La siguiente voz es compatible con el audio con varios locutores:

  • en-US-Studio-Multispeaker
    • interlocutor: R
    • interlocutor: S
    • interlocutor: T
    • interlocutor: U


Ejemplo. Este es un audio que se generó con varios interlocutores

Ejemplo de cómo usar el lenguaje de marcado de varios interlocutores

Este es un ejemplo que demuestra cómo usar el marcado de varios interlocutores.

from google.cloud import texttospeech_v1beta1


# Instantiates a client
client = texttospeech_v1beta1.TextToSpeechClient()
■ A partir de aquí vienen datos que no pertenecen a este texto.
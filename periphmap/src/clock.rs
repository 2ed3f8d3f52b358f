//! Core clock selection.
//!
//! Two mutually exclusive sources: the 48 MHz-class PLL fed by the internal
//! 8 MHz oscillator divided down to 1 MHz, or the 8 MHz oscillator used
//! directly. The PLL gives a wider range and less jitter; direct mode can be
//! slightly more power efficient.

use core::fmt;

use fugit::HertzU32;

/// The PLL VCO does not lock below 32 MHz.
pub const PLL_MUL_MIN: u32 = 31;
/// The PLL VCO tops out at 96 MHz.
pub const PLL_MUL_MAX: u32 = 95;

/// Internal oscillator feeding both modes.
pub const OSC8M: HertzU32 = HertzU32::MHz(8);

/// Core clocks below this are allowed but flagged by [`CoreClock::warn_if_slow`].
pub const MIN_RECOMMENDED: HertzU32 = HertzU32::MHz(1);

/// Core clock configuration. Resolved once, at build time; the result is a
/// fixed constant for the life of the system.
///
/// PLL mode: `CORECLOCK = ((mul + 1) * 1 MHz) / div`, with `mul` in
/// [`PLL_MUL_MIN`]..=[`PLL_MUL_MAX`].
/// Direct mode: `CORECLOCK = 8 MHz / div`.
#[derive(Debug, Clone, Copy, PartialEq, Eq)]
pub enum CoreClock {
    Pll { mul: u32, div: u32 },
    Direct { div: u32 },
}

impl CoreClock {
    /// Resolves the configured core frequency. Evaluating this in a `const`
    /// context rejects an out-of-range PLL multiplier at build time.
    pub const fn hertz(self) -> HertzU32 {
        match self {
            CoreClock::Pll { mul, div } => {
                assert!(
                    mul >= PLL_MUL_MIN && mul <= PLL_MUL_MAX,
                    "PLL multiplier outside the 32..=96 MHz VCO range"
                );
                assert!(div > 0, "PLL divisor must be non-zero");
                HertzU32::from_raw(((mul + 1) * 1_000_000) / div)
            }
            CoreClock::Direct { div } => {
                assert!(div > 0, "clock divisor must be non-zero");
                HertzU32::from_raw(OSC8M.raw() / div)
            }
        }
    }

    pub const fn below_recommended(self) -> bool {
        self.hertz().raw() < MIN_RECOMMENDED.raw()
    }

    /// Logs a warning when the resolved frequency is below 1 MHz. Permitted,
    /// discouraged; meant for the driver layer's boot path.
    pub fn warn_if_slow(self) {
        if self.below_recommended() {
            log::warn!(
                "core clock {} Hz is below the recommended 1 MHz minimum",
                self.hertz().raw()
            );
        }
    }
}

/// Clock generator feeding a peripheral (GCLK_CLKCTRL.GEN selector).
#[derive(Debug, Clone, Copy, PartialEq, Eq)]
pub enum GclkSource {
    Gclk0,
    Gclk1,
    Gclk2,
    Gclk3,
    Gclk4,
    Gclk5,
    Gclk6,
    Gclk7,
}

impl GclkSource {
    pub const fn gen(self) -> u8 {
        self as u8
    }

    pub fn parse(s: &str) -> Option<Self> {
        match s {
            "gclk0" => Some(GclkSource::Gclk0),
            "gclk1" => Some(GclkSource::Gclk1),
            "gclk2" => Some(GclkSource::Gclk2),
            "gclk3" => Some(GclkSource::Gclk3),
            "gclk4" => Some(GclkSource::Gclk4),
            "gclk5" => Some(GclkSource::Gclk5),
            "gclk6" => Some(GclkSource::Gclk6),
            "gclk7" => Some(GclkSource::Gclk7),
            _ => None,
        }
    }
}

impl fmt::Display for GclkSource {
    fn fmt(&self, f: &mut fmt::Formatter<'_>) -> fmt::Result {
        write!(f, "gclk{}", *self as u8)
    }
}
multi_speaker_markup = texttospeech_v1beta1.MultiSpeakerMarkup()

turn1 = texttospeech_v1beta1.MultiSpeakerMarkup.Turn()
turn1.text = "I've heard that the Google Cloud multi-speaker audio generation sounds amazing!"
turn1.speaker = "R"
multi_speaker_markup.turns.append(turn1)

turn2 = texttospeech_v1beta1.MultiSpeakerMarkup.Turn()
turn2.text = "Oh? What's so good about it?"
turn2.speaker = "S"
multi_speaker_markup.turns.append(turn2)

turn3 = texttospeech_v1beta1.MultiSpeakerMarkup.Turn()
turn3.text = "Well.."
turn3.speaker = "R"
multi_speaker_markup.turns.append(turn3)

turn4 = texttospeech_v1beta1.MultiSpeakerMarkup.Turn()
turn4.text = "Well what?"
turn4.speaker = "S"
multi_speaker_markup.turns.append(turn4)

turn5 = texttospeech_v1beta1.MultiSpeakerMarkup.Turn()
turn5.text = "Well, you should find it out by yourself!"
turn5.speaker = "R"
multi_speaker_markup.turns.append(turn5)

turn6 = texttospeech_v1beta1.MultiSpeakerMarkup.Turn()
turn6.text = "Alright alright, let's try it out!"
turn6.speaker = "S"
multi_speaker_markup.turns.append(turn6)

# Set the text input to be synthesized
synthesis_input = texttospeech_v1beta1.SynthesisInput(multi_speaker_markup=multi_speaker_markup)

# Build the voice request, select the language code ('en-US') and the ssml
# voice gender ('neutral')
voice = texttospeech_v1beta1.VoiceSelectionParams(
    language_code="en-US", name="en-US-Studio-MultiSpeaker"
)

# Select the type of audio file you want returned
audio_config = texttospeech_v1beta1.AudioConfig(
    audio_encoding=texttospeech_v1beta1.AudioEncoding.MP3
)

# Perform the text-to-speech request on the text input with the selected
# voice parameters and audio file type
response = client.synthesize_speech(
    input=synthesis_input, voice=voice, audio_config=audio_config
)

# The response's audio_content is binary.
with open("output.mp3", "wb") as out:
  # Write the response to the output file.
  out.write(response.audio_content)
  print('Audio content written to file "output.mp3"')